— Collected data entries —
* * * * * * * * *
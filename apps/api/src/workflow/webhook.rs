use std::time::Duration;

use anyhow::{Context, Result};
use reqwest::Client;
use serde_json::Value;
use tracing::{debug, warn};

use crate::workflow::{Workflow, WorkflowError, WorkflowOutput, WorkflowSource};

/// Live workflow reached over an HTTP webhook.
#[derive(Clone)]
pub struct WebhookWorkflow {
    client: Client,
    name: &'static str,
    url: String,
}

impl WebhookWorkflow {
    pub fn new(name: &'static str, url: &str, timeout: Duration) -> Result<Self> {
        let client = Client::builder()
            .timeout(timeout)
            .build()
            .context("Failed to build webhook HTTP client")?;

        Ok(Self {
            client,
            name,
            url: url.to_string(),
        })
    }
}

#[async_trait::async_trait]
impl Workflow for WebhookWorkflow {
    async fn run(&self, payload: &Value) -> Result<WorkflowOutput, WorkflowError> {
        let response = self.client.post(&self.url).json(payload).send().await?;

        let status = response.status();
        if !status.is_success() {
            let body = response.text().await.unwrap_or_default();
            warn!("{} webhook returned {}: {}", self.name, status, body);
            return Err(WorkflowError::Status {
                status: status.as_u16(),
                body,
            });
        }

        let body = response.text().await?;
        let data: Value = serde_json::from_str(&body)?;
        debug!("{} webhook succeeded ({} bytes)", self.name, body.len());

        Ok(WorkflowOutput {
            data,
            source: WorkflowSource::Live,
        })
    }
}
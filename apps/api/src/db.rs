use anyhow::{Context, Result};
use sqlx::postgres::PgPoolOptions;
use sqlx::PgPool;
use tracing::info;

/// Creates a PostgreSQL connection pool and applies pending migrations.
pub async fn create_pool(database_url: &str) -> Result<PgPool> {
    info!("Connecting to PostgreSQL...");

    let pool = PgPoolOptions::new()
        .max_connections(10)
        .connect(database_url)
        .await?;

    info!("PostgreSQL connection pool established");

    sqlx::migrate!("./migrations")
        .run(&pool)
        .await
        .context("Failed to apply database migrations")?;

    info!("Database migrations applied");
    Ok(pool)
}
* * * * * * * * *
— Directions —
If a line in the records contains the word "response", copy it out.

— Problem solution —
        let response = self.client.post(&self.url).json(payload).send().await?;
        let status = response.status();
            let body = response.text().await.unwrap_or_default();
        let body = response.text().await?;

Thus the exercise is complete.